Combine all brine ingredients and duck breasts in a zip lock bag. Seal the bag, ensuring that all air is removed from the bag. Place the bag in a plastic container and brine the duck over night in the refrigerator.
Heat a heavy duty or cast iron skillet over medium high heat. Sear the duck breasts, skin side down for 2 minutes. Reduce heat to medium low and cook for another 2 minutes. Drain out the duck fat from the skillet often. Flip the breast and cook other sides. Total cook time should be around 8 to 10 minutes or until medium-rare, depending on the size.
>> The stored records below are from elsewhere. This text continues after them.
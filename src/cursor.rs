//! Line-bounded read position over a byte stream.
//!
//! The cursor holds the current line and one line of lookahead. Reads are always truncated
//! to what is left of the current line; the next line is only reached through
//! [`Cursor::advance_line`]. Column offset resets to 0 on every line.
//!
//! Three conditions are tracked separately:
//!
//! - **eof**: `advance_line` found no further line.
//! - **dead read**: the last read returned zero bytes (line exhausted).
//! - **end of stream**: a read came up short on the final line of the stream. Record
//!   decoding stops at this point; repeated and nested fields stop early on it.

use std::io::{self, BufRead};

#[derive(Debug)]
pub struct Cursor<R> {
    reader: R,
    line: Vec<u8>,
    lookahead: Option<Vec<u8>>,
    primed: bool,
    line_no: usize,
    column: usize,
    eof: bool,
    dead_read: bool,
    end_of_stream: bool,
}

impl<R: BufRead> Cursor<R> {
    pub fn new(reader: R) -> Self {
        Cursor {
            reader,
            line: Vec::new(),
            lookahead: None,
            primed: false,
            line_no: 0,
            column: 0,
            eof: false,
            dead_read: false,
            end_of_stream: false,
        }
    }

    /// Pull one raw line from the reader, without its `\n` / `\r\n` terminator.
    fn fetch(&mut self) -> io::Result<Option<Vec<u8>>> {
        let mut buf = Vec::new();
        let n = self.reader.read_until(b'\n', &mut buf)?;
        if n == 0 {
            return Ok(None);
        }
        if buf.last() == Some(&b'\n') {
            buf.pop();
            if buf.last() == Some(&b'\r') {
                buf.pop();
            }
        }
        Ok(Some(buf))
    }

    /// Load the next line and reset the column. Returns `false` (and sets eof) when the
    /// stream has no further line. Must be called before the first read of every record.
    pub fn advance_line(&mut self) -> io::Result<bool> {
        if !self.primed {
            self.lookahead = self.fetch()?;
            self.primed = true;
        }
        self.column = 0;
        self.end_of_stream = false;
        match self.lookahead.take() {
            Some(line) => {
                self.line = line;
                self.lookahead = self.fetch()?;
                self.line_no += 1;
                self.dead_read = false;
                tracing::debug!(line_no = self.line_no, len = self.line.len(), "cursor: line loaded");
                Ok(true)
            }
            None => {
                self.line.clear();
                self.eof = true;
                self.dead_read = true;
                self.end_of_stream = true;
                Ok(false)
            }
        }
    }

    /// Read up to `n` bytes from the current line. Never crosses into the next line and
    /// never fails: a short (or empty) slice means the line ran out.
    pub fn read(&mut self, n: usize) -> &[u8] {
        if self.eof {
            self.dead_read = true;
            return &[];
        }
        let start = self.column.min(self.line.len());
        let end = start.saturating_add(n).min(self.line.len());
        let got = end - start;
        self.column = end;
        self.dead_read = n > 0 && got == 0;
        if got < n && self.lookahead.is_none() {
            self.end_of_stream = true;
        }
        &self.line[start..end]
    }

    /// [`read`](Self::read) decoded as text. Invalid UTF-8 is replaced, not rejected.
    pub fn read_text(&mut self, n: usize) -> String {
        String::from_utf8_lossy(self.read(n)).into_owned()
    }

    /// Consume `n` filler bytes (inter-field spacing).
    pub fn skip(&mut self, n: usize) {
        let _ = self.read(n);
    }

    /// Current column offset (0-based) within the line.
    pub fn position(&self) -> usize {
        self.column
    }

    /// 1-based number of the current line; 0 before the first `advance_line`.
    pub fn line_no(&self) -> usize {
        self.line_no
    }

    /// Bytes left on the current line.
    pub fn remaining(&self) -> usize {
        self.line.len().saturating_sub(self.column)
    }

    pub fn is_eof(&self) -> bool {
        self.eof
    }

    pub fn dead_read(&self) -> bool {
        self.dead_read
    }

    pub fn at_end_of_stream(&self) -> bool {
        self.end_of_stream
    }

    /// True when the current line is the last one the stream will produce.
    pub fn is_last_line(&self) -> bool {
        self.primed && self.lookahead.is_none()
    }

    /// Release the underlying reader.
    pub fn into_inner(self) -> R {
        self.reader
    }
}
Remove duck from skillet and cover with foil to rest the meat.
For the vinaigrette, combine the shallots, vinegar, orange juice, orange zest, salt and pepper. Whisk in olive oil and set aside.
Remove the duck breast from the rib bones. Slice the duck breasts into 1/4- inch thickness. Toss all vegetables in a large mixing bowl. Drizzle enough vinaigrette to moisten . Place duck breast slices on top and serve.